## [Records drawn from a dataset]
━━━━━━━━━━━━━━━━

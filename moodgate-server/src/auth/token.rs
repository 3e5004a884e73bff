//! Access-token codec and the token issuer.
//!
//! Access tokens are compact HS256 tokens
//! (`base64url(header).base64url(claims).base64url(sig)`) signed with
//! the process-wide secret. They are stateless: signature plus expiry
//! are the only validity checks, there is no revocation list.
//!
//! Refresh tokens are opaque high-entropy strings stored server-side
//! with an absolute expiry. Rotation inserts a new record; it never
//! extends an existing one.

use std::sync::Arc;

use base64::engine::general_purpose::URL_SAFE_NO_PAD;
use base64::Engine;
use chrono::{DateTime, Duration, Utc};
use hmac::{Hmac, Mac};
use rand::RngCore;
use serde::{Deserialize, Serialize};
use sha2::Sha256;
use uuid::Uuid;

use super::error::AuthError;
use super::secret::SigningSecretProvider;
use super::store::{IdentityLinkStore, RefreshTokenRecord, RefreshTokenStore};

/// Access tokens live for ten minutes.
const ACCESS_TTL_MINUTES: i64 = 10;
/// Refresh tokens live for a year.
const REFRESH_TTL_DAYS: i64 = 365;
/// A refresh token expiring within this window is rotated on use.
const ROTATION_WINDOW_DAYS: i64 = 14;

/// Signed claims carried by an access token.
#[derive(Debug, Clone, PartialEq, Eq, Serialize, Deserialize)]
pub struct AccessClaims {
    /// Account id the token was minted for.
    pub sub: String,
    /// Linked Telegram user id, once identity linking has completed.
    #[serde(default, skip_serializing_if = "Option::is_none")]
    pub tg: Option<String>,
    /// Absolute expiry, unix seconds UTC.
    pub exp: i64,
}

/// Response body for registration and refresh.
///
/// `refresh_token` is present on registration and on rotation; a plain
/// refresh outside the rotation window returns only the access token.
#[derive(Debug, Clone, Serialize, Deserialize)]
#[serde(rename_all = "camelCase")]
pub struct TokenPair {
    pub access_token: String,
    #[serde(default, skip_serializing_if = "Option::is_none")]
    pub refresh_token: Option<String>,
}

fn mac_for(secret: &str) -> Result<Hmac<Sha256>, AuthError> {
    Hmac::<Sha256>::new_from_slice(secret.as_bytes())
        .map_err(|e| AuthError::Infrastructure(format!("hmac init failed: {e}")))
}

/// Encode and sign an access token.
pub fn encode_token(claims: &AccessClaims, secret: &str) -> Result<String, AuthError> {
    let header = serde_json::json!({"alg": "HS256", "typ": "JWT"});
    let header_bytes = serde_json::to_vec(&header)
        .map_err(|e| AuthError::Infrastructure(format!("header serialization: {e}")))?;
    let claims_bytes = serde_json::to_vec(claims)
        .map_err(|e| AuthError::Infrastructure(format!("claims serialization: {e}")))?;

    let signing_input = format!(
        "{}.{}",
        URL_SAFE_NO_PAD.encode(header_bytes),
        URL_SAFE_NO_PAD.encode(claims_bytes)
    );
    let mut mac = mac_for(secret)?;
    mac.update(signing_input.as_bytes());
    let sig = URL_SAFE_NO_PAD.encode(mac.finalize().into_bytes());
    Ok(format!("{signing_input}.{sig}"))
}

/// Verify and decode an access token.
///
/// The signature is checked (constant-time) before the claims are
/// parsed. Every failure collapses to `Unauthorized`; callers never
/// learn whether a token was malformed, forged, or expired.
pub fn decode_token(
    token: &str,
    secret: &str,
    now: DateTime<Utc>,
) -> Result<AccessClaims, AuthError> {
    let mut parts = token.split('.');
    let (Some(header_b64), Some(claims_b64), Some(sig_b64), None) =
        (parts.next(), parts.next(), parts.next(), parts.next())
    else {
        return Err(AuthError::Unauthorized);
    };

    let sig = URL_SAFE_NO_PAD
        .decode(sig_b64)
        .map_err(|_| AuthError::Unauthorized)?;
    let mut mac = mac_for(secret)?;
    mac.update(header_b64.as_bytes());
    mac.update(b".");
    mac.update(claims_b64.as_bytes());
    mac.verify_slice(&sig).map_err(|_| AuthError::Unauthorized)?;

    let claims_bytes = URL_SAFE_NO_PAD
        .decode(claims_b64)
        .map_err(|_| AuthError::Unauthorized)?;
    let claims: AccessClaims =
        serde_json::from_slice(&claims_bytes).map_err(|_| AuthError::Unauthorized)?;

    if claims.exp <= now.timestamp() {
        return Err(AuthError::Unauthorized);
    }
    Ok(claims)
}

/// Mints access tokens and owns refresh-token rotation policy.
pub struct TokenIssuer {
    refresh_tokens: Arc<dyn RefreshTokenStore>,
    identity_links: Arc<dyn IdentityLinkStore>,
    secrets: Arc<SigningSecretProvider>,
}

impl TokenIssuer {
    pub fn new(
        refresh_tokens: Arc<dyn RefreshTokenStore>,
        identity_links: Arc<dyn IdentityLinkStore>,
        secrets: Arc<SigningSecretProvider>,
    ) -> Self {
        Self {
            refresh_tokens,
            identity_links,
            secrets,
        }
    }

    /// Anonymous registration: fresh account id, year-long refresh
    /// token, ten-minute access token with no linked identity.
    pub fn register(&self, now: DateTime<Utc>) -> Result<TokenPair, AuthError> {
        let user_id = Uuid::new_v4().simple().to_string();
        let record = self.issue_refresh_token(&user_id, now)?;
        let access_token = self.mint_access_token(&user_id, None, now)?;
        tracing::info!(user_id = %user_id, "registered new account");
        Ok(TokenPair {
            access_token,
            refresh_token: Some(record.token),
        })
    }

    /// Exchange a refresh token for a new access token.
    ///
    /// Rotation: a refresh token expiring in under fourteen days is
    /// superseded by a brand-new year-long record returned alongside
    /// the access token. Retrying a failed rotation may leave two live
    /// records; both stay valid (at-least-once, never corrupting).
    pub fn refresh(&self, refresh_token: &str, now: DateTime<Utc>) -> Result<TokenPair, AuthError> {
        let record = self
            .refresh_tokens
            .get(refresh_token)?
            .ok_or(AuthError::Unauthorized)?;
        if record.expires_at <= now {
            tracing::warn!(user_id = %record.user_id, "refresh token expired");
            return Err(AuthError::Unauthorized);
        }

        let telegram_user_id = self.identity_links.get(&record.user_id)?;
        let access_token =
            self.mint_access_token(&record.user_id, telegram_user_id.as_deref(), now)?;

        let refresh_token = if record.expires_at < now + Duration::days(ROTATION_WINDOW_DAYS) {
            let rotated = self.issue_refresh_token(&record.user_id, now)?;
            tracing::info!(user_id = %record.user_id, "rotated refresh token");
            Some(rotated.token)
        } else {
            None
        };

        Ok(TokenPair {
            access_token,
            refresh_token,
        })
    }

    /// Bind a verified Telegram identity to an account and mint an
    /// access token embedding it. The caller has already been
    /// authenticated by the decision point; no refresh token here.
    pub fn link_identity(
        &self,
        user_id: &str,
        telegram_user_id: &str,
        now: DateTime<Utc>,
    ) -> Result<String, AuthError> {
        self.identity_links.put(user_id, telegram_user_id)?;
        tracing::info!(user_id = %user_id, "linked telegram identity");
        self.mint_access_token(user_id, Some(telegram_user_id), now)
    }

    fn issue_refresh_token(
        &self,
        user_id: &str,
        now: DateTime<Utc>,
    ) -> Result<RefreshTokenRecord, AuthError> {
        let record = RefreshTokenRecord {
            token: generate_refresh_token(),
            user_id: user_id.to_string(),
            expires_at: now + Duration::days(REFRESH_TTL_DAYS),
        };
        self.refresh_tokens.put(&record)?;
        Ok(record)
    }

    fn mint_access_token(
        &self,
        user_id: &str,
        telegram_user_id: Option<&str>,
        now: DateTime<Utc>,
    ) -> Result<String, AuthError> {
        let secret = self.secrets.get_or_create()?;
        let claims = AccessClaims {
            sub: user_id.to_string(),
            tg: telegram_user_id.map(str::to_string),
            exp: (now + Duration::minutes(ACCESS_TTL_MINUTES)).timestamp(),
        };
        encode_token(&claims, &secret)
    }
}

/// 128 bytes of entropy, hex-encoded (256 characters).
fn generate_refresh_token() -> String {
    let mut bytes = [0u8; 128];
    rand::thread_rng().fill_bytes(&mut bytes);
    hex::encode(bytes)
}

#[cfg(test)]
mod tests {
    use super::*;
    use crate::db::Db;

    fn issuer() -> (TokenIssuer, Arc<SigningSecretProvider>) {
        let db = Arc::new(Db::open_memory().unwrap());
        let secrets = Arc::new(SigningSecretProvider::new(db.clone()));
        (
            TokenIssuer::new(db.clone(), db, secrets.clone()),
            secrets,
        )
    }

    #[test]
    fn roundtrip_with_and_without_identity() {
        let secret = "s3cret";
        for tg in [None, Some("99887766".to_string())] {
            let claims = AccessClaims {
                sub: "abc123".into(),
                tg: tg.clone(),
                exp: Utc::now().timestamp() + 600,
            };
            let token = encode_token(&claims, secret).unwrap();
            let decoded = decode_token(&token, secret, Utc::now()).unwrap();
            assert_eq!(decoded, claims);
        }
    }

    #[test]
    fn tampered_token_is_rejected() {
        let secret = "s3cret";
        let claims = AccessClaims {
            sub: "abc123".into(),
            tg: None,
            exp: Utc::now().timestamp() + 600,
        };
        let token = encode_token(&claims, secret).unwrap();

        // Swap the claims segment for one naming a different subject.
        let forged_claims = AccessClaims {
            sub: "attacker".into(),
            ..claims
        };
        let forged = encode_token(&forged_claims, secret).unwrap();
        let spliced = format!(
            "{}.{}.{}",
            token.split('.').next().unwrap(),
            forged.split('.').nth(1).unwrap(),
            token.split('.').nth(2).unwrap(),
        );
        assert!(matches!(
            decode_token(&spliced, secret, Utc::now()),
            Err(AuthError::Unauthorized)
        ));
    }

    #[test]
    fn wrong_secret_is_rejected() {
        let claims = AccessClaims {
            sub: "abc123".into(),
            tg: None,
            exp: Utc::now().timestamp() + 600,
        };
        let token = encode_token(&claims, "secret-a").unwrap();
        assert!(decode_token(&token, "secret-b", Utc::now()).is_err());
    }

    #[test]
    fn expired_token_is_rejected() {
        let secret = "s3cret";
        let now = Utc::now();
        let claims = AccessClaims {
            sub: "abc123".into(),
            tg: None,
            exp: now.timestamp() + 600,
        };
        let token = encode_token(&claims, secret).unwrap();
        assert!(decode_token(&token, secret, now).is_ok());
        // Exactly at expiry counts as expired.
        let at_expiry = DateTime::from_timestamp(claims.exp, 0).unwrap();
        assert!(decode_token(&token, secret, at_expiry).is_err());
    }

    #[test]
    fn garbage_tokens_are_rejected() {
        for junk in ["", "a", "a.b", "a.b.c.d", "not base64.!!!.sig"] {
            assert!(decode_token(junk, "s3cret", Utc::now()).is_err());
        }
    }

    #[test]
    fn register_mints_anonymous_pair() {
        let (issuer, secrets) = issuer();
        let now = Utc::now();
        let pair = issuer.register(now).unwrap();

        let secret = secrets.get_or_create().unwrap();
        let claims = decode_token(&pair.access_token, &secret, now).unwrap();
        assert!(claims.tg.is_none());
        assert_eq!(claims.exp, now.timestamp() + 600);
        let refresh = pair.refresh_token.expect("registration returns a refresh token");
        assert_eq!(refresh.len(), 256);
    }

    #[test]
    fn refresh_far_from_expiry_does_not_rotate() {
        let (issuer, _) = issuer();
        let now = Utc::now();
        let pair = issuer.register(now).unwrap();
        let refresh = pair.refresh_token.unwrap();

        // 365-day token used immediately: well outside the window.
        let renewed = issuer.refresh(&refresh, now).unwrap();
        assert!(renewed.refresh_token.is_none());
    }

    #[test]
    fn refresh_near_expiry_rotates_with_fresh_ceiling() {
        let (issuer, _) = issuer();
        let registered_at = Utc::now();
        let pair = issuer.register(registered_at).unwrap();
        let refresh = pair.refresh_token.unwrap();

        // 10 days before the ceiling: inside the 14-day window.
        let later = registered_at + Duration::days(355);
        let renewed = issuer.refresh(&refresh, later).unwrap();
        let rotated = renewed.refresh_token.expect("rotation expected");
        assert_ne!(rotated, refresh);

        // The rotated token carries a fresh 365-day ceiling: using it
        // right away must not rotate again.
        let again = issuer.refresh(&rotated, later).unwrap();
        assert!(again.refresh_token.is_none());

        // The superseded token is still live until its own expiry.
        assert!(issuer.refresh(&refresh, later).is_ok());
    }

    #[test]
    fn refresh_with_expired_or_unknown_token_is_unauthorized() {
        let (issuer, _) = issuer();
        let now = Utc::now();
        let pair = issuer.register(now).unwrap();
        let refresh = pair.refresh_token.unwrap();

        assert!(matches!(
            issuer.refresh("no-such-token", now),
            Err(AuthError::Unauthorized)
        ));
        assert!(matches!(
            issuer.refresh(&refresh, now + Duration::days(365)),
            Err(AuthError::Unauthorized)
        ));
    }

    #[test]
    fn refresh_after_link_embeds_identity() {
        let (issuer, secrets) = issuer();
        let now = Utc::now();
        let pair = issuer.register(now).unwrap();
        let refresh = pair.refresh_token.unwrap();
        let secret = secrets.get_or_create().unwrap();

        let claims = decode_token(&pair.access_token, &secret, now).unwrap();
        let linked = issuer.link_identity(&claims.sub, "424242", now).unwrap();
        let linked_claims = decode_token(&linked, &secret, now).unwrap();
        assert_eq!(linked_claims.tg.as_deref(), Some("424242"));

        let renewed = issuer.refresh(&refresh, now).unwrap();
        let renewed_claims = decode_token(&renewed.access_token, &secret, now).unwrap();
        assert_eq!(renewed_claims.tg.as_deref(), Some("424242"));
    }
}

━━━━━━━━━━━━━━━━

## [Problem to solve]
Which lines of the data contain the string "only"? Copy each of them.

## [Solution to this task]
//! are the only validity checks, there is no revocation list.
/// refresh outside the rotation window returns only the access token.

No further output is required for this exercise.